▶ **Stored entries**:

* * * * * * *

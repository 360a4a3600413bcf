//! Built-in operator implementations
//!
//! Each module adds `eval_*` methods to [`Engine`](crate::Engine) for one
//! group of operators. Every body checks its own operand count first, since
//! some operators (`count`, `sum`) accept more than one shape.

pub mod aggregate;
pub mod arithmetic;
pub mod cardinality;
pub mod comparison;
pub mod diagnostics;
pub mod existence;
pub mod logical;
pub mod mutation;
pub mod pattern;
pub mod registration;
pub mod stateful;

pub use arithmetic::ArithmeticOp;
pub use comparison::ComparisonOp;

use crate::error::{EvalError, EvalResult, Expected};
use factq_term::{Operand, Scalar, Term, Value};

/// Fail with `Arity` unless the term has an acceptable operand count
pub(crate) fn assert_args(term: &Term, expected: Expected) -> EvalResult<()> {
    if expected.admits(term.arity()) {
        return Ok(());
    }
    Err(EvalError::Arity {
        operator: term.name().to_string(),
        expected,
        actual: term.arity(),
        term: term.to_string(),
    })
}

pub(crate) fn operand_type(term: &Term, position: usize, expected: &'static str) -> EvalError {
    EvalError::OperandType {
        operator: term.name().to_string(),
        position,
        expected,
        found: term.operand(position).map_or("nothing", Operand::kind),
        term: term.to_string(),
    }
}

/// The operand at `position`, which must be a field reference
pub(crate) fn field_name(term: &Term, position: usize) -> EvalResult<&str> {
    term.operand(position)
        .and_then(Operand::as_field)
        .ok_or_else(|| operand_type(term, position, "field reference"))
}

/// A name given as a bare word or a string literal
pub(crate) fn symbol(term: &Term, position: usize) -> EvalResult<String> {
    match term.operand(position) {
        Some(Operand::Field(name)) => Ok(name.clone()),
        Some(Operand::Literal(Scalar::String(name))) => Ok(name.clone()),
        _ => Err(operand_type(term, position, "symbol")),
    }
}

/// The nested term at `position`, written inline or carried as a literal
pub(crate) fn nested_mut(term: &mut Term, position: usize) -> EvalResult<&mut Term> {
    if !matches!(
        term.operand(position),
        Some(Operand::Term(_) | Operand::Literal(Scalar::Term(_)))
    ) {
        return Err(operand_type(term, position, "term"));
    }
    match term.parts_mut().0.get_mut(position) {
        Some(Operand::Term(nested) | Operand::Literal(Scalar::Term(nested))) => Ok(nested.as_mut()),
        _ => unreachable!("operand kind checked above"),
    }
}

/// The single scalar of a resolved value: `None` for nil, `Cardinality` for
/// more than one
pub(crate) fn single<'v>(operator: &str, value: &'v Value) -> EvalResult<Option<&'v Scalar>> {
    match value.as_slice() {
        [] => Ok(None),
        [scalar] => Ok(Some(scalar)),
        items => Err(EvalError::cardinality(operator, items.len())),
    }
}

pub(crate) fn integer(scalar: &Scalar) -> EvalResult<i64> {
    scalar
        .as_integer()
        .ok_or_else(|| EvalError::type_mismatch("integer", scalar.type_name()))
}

* * * * * * *

▶ **Your goal**: Copy every line above without altering a word.

▶ **Problem solution**:
repository 360a4a3600413bcf
//! Built-in operator implementations
//!
//! Each module adds `eval_*` methods to [`Engine`](crate::Engine) for one
//! group of operators. Every body checks its own operand count first, since
//! some operators (`count`, `sum`) accept more than one shape.

pub mod aggregate;
pub mod arithmetic;
pub mod cardinality;
pub mod comparison;
pub mod diagnostics;
pub mod existence;
pub mod logical;
pub mod mutation;
pub mod pattern;
pub mod registration;
pub mod stateful;

pub use arithmetic::ArithmeticOp;
pub use comparison::ComparisonOp;

use crate::error::{EvalError, EvalResult, Expected};
use factq_term::{Operand, Scalar, Term, Value};

/// Fail with `Arity` unless the term has an acceptable operand count
pub(crate) fn assert_args(term: &Term, expected: Expected) -> EvalResult<()> {
    if expected.admits(term.arity()) {
        return Ok(());
    }
    Err(EvalError::Arity {
        operator: term.name().to_string(),
        expected,
        actual: term.arity(),
        term: term.to_string(),
    })
}

pub(crate) fn operand_type(term: &Term, position: usize, expected: &'static str) -> EvalError {
    EvalError::OperandType {
        operator: term.name().to_string(),
        position,
        expected,
        found: term.operand(position).map_or("nothing", Operand::kind),
        term: term.to_string(),
    }
}

/// The operand at `position`, which must be a field reference
pub(crate) fn field_name(term: &Term, position: usize) -> EvalResult<&str> {
    term.operand(position)
        .and_then(Operand::as_field)
        .ok_or_else(|| operand_type(term, position, "field reference"))
}

/// A name given as a bare word or a string literal
pub(crate) fn symbol(term: &Term, position: usize) -> EvalResult<String> {
    match term.operand(position) {
        Some(Operand::Field(name)) => Ok(name.clone()),
        Some(Operand::Literal(Scalar::String(name))) => Ok(name.clone()),
        _ => Err(operand_type(term, position, "symbol")),
    }
}

/// The nested term at `position`, written inline or carried as a literal
pub(crate) fn nested_mut(term: &mut Term, position: usize) -> EvalResult<&mut Term> {
    if !matches!(
        term.operand(position),
        Some(Operand::Term(_) | Operand::Literal(Scalar::Term(_)))
    ) {
        return Err(operand_type(term, position, "term"));
    }
    match term.parts_mut().0.get_mut(position) {
        Some(Operand::Term(nested) | Operand::Literal(Scalar::Term(nested))) => Ok(nested.as_mut()),
        _ => unreachable!("operand kind checked above"),
    }
}

/// The single scalar of a resolved value: `None` for nil, `Cardinality` for
/// more than one
pub(crate) fn single<'v>(operator: &str, value: &'v Value) -> EvalResult<Option<&'v Scalar>> {
    match value.as_slice() {
        [] => Ok(None),
        [scalar] => Ok(Some(scalar)),
        items => Err(EvalError::cardinality(operator, items.len())),
    }
}

pub(crate) fn integer(scalar: &Scalar) -> EvalResult<i64> {
    scalar
        .as_integer()
        .ok_or_else(|| EvalError::type_mismatch("integer", scalar.type_name()))
}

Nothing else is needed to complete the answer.